_Requirement_
Report back each line of the records that contains the string "UserVote".
=== Task inputs ===
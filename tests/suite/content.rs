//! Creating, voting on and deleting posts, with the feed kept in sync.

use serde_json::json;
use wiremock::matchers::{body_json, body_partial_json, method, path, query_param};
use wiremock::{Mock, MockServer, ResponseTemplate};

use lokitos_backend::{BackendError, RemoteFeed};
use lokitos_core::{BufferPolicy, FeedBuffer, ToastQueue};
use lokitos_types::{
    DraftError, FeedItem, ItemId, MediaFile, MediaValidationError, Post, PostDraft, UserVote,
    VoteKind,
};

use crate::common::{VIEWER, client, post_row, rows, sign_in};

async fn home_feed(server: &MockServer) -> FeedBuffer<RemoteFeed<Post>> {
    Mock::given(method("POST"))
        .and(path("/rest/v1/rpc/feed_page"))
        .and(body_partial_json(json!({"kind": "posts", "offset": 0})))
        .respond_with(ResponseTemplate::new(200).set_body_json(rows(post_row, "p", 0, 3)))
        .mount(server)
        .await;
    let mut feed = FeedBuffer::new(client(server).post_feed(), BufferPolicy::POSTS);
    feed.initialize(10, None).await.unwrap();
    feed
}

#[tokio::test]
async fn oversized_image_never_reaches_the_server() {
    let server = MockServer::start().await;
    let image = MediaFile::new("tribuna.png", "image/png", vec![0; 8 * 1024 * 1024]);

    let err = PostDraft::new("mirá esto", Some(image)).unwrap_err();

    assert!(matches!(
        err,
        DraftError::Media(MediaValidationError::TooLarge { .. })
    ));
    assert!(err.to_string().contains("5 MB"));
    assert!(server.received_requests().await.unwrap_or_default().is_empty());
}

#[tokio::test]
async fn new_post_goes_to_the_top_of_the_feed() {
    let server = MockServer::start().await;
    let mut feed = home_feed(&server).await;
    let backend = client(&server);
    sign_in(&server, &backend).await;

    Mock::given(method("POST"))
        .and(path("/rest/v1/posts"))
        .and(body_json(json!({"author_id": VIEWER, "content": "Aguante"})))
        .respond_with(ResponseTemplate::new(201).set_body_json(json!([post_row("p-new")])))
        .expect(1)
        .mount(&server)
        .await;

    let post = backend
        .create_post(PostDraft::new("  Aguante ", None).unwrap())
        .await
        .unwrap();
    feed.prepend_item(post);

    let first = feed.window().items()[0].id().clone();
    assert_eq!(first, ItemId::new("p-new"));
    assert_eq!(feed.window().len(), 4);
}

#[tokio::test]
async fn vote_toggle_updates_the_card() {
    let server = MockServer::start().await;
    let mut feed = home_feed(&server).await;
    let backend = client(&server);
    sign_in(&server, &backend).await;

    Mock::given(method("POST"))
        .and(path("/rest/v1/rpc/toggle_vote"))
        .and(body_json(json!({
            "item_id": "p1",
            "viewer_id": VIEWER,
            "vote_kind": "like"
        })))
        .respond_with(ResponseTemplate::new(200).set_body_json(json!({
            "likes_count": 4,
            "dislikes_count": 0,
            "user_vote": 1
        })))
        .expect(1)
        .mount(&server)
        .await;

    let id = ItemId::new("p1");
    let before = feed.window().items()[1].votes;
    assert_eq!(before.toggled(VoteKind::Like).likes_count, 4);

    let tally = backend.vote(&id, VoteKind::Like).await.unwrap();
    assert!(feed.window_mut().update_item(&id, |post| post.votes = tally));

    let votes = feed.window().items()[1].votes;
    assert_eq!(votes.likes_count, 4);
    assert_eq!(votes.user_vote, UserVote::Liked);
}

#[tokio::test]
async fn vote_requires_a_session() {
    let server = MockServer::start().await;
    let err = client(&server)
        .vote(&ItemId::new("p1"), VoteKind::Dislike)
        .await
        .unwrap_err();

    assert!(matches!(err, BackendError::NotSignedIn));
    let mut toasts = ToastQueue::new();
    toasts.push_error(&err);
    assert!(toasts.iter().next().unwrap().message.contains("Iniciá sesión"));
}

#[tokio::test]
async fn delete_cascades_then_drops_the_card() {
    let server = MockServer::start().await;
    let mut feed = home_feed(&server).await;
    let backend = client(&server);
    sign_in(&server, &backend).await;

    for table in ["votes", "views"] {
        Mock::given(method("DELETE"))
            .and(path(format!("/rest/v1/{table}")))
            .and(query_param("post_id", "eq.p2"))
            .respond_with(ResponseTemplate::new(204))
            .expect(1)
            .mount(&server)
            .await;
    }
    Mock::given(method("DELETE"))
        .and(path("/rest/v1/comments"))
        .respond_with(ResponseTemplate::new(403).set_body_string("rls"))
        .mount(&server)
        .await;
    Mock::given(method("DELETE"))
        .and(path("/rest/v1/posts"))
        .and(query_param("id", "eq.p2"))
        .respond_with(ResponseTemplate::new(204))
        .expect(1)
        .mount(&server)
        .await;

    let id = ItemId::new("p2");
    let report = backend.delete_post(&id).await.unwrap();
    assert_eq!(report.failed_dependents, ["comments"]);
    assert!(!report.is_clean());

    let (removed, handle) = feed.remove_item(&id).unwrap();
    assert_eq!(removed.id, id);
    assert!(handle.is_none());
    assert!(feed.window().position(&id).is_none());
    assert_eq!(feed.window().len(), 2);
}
===
_The answer_
    DraftError, FeedItem, ItemId, MediaFile, MediaValidationError, Post, PostDraft, UserVote,
    assert_eq!(votes.user_vote, UserVote::Liked);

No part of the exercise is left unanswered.